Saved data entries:

[Start of section]

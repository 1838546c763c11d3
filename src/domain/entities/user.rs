use std::fmt;

/// A WhatsApp participant, identified by JID (`<number>@s.whatsapp.net`)
#[derive(Debug, Clone, PartialEq, Eq, Hash)]
pub struct User {
    pub id: String,
    pub push_name: Option<String>,
    pub is_bot: bool,
}

impl User {
    pub fn new(id: impl Into<String>) -> Self {
        Self {
            id: id.into(),
            push_name: None,
            is_bot: false,
        }
    }

    pub fn with_push_name(mut self, name: impl Into<String>) -> Self {
        self.push_name = Some(name.into());
        self
    }

    /// Local part of the JID (the phone number for regular accounts)
    pub fn local_part(&self) -> &str {
        jid_local_part(&self.id)
    }

    pub fn display_name(&self) -> String {
        match self.push_name.as_deref() {
            Some(name) if !name.is_empty() => name.to_string(),
            _ => self.local_part().to_string(),
        }
    }
}

impl fmt::Display for User {
    fn fmt(&self, f: &mut fmt::Formatter<'_>) -> fmt::Result {
        write!(f, "{}", self.display_name())
    }
}

/// Everything before the `@` of a JID, or the whole string when there is none
pub fn jid_local_part(jid: &str) -> &str {
    jid.split('@').next().unwrap_or(jid)
}
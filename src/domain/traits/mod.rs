//! Domain traits - Abstractions for infrastructure implementations

pub mod bot;
pub mod store;

pub use bot::{Bot, BotInfo};
pub use store::{GroupSettings, SettingsStore};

[End of section]

§ YOUR TASK: Where does the string "number" appear in the records? Copy every line that holds it.

§ RESULT OF THIS TASK:
/// A WhatsApp participant, identified by JID (`<number>@s.whatsapp.net`)
    /// Local part of the JID (the phone number for regular accounts)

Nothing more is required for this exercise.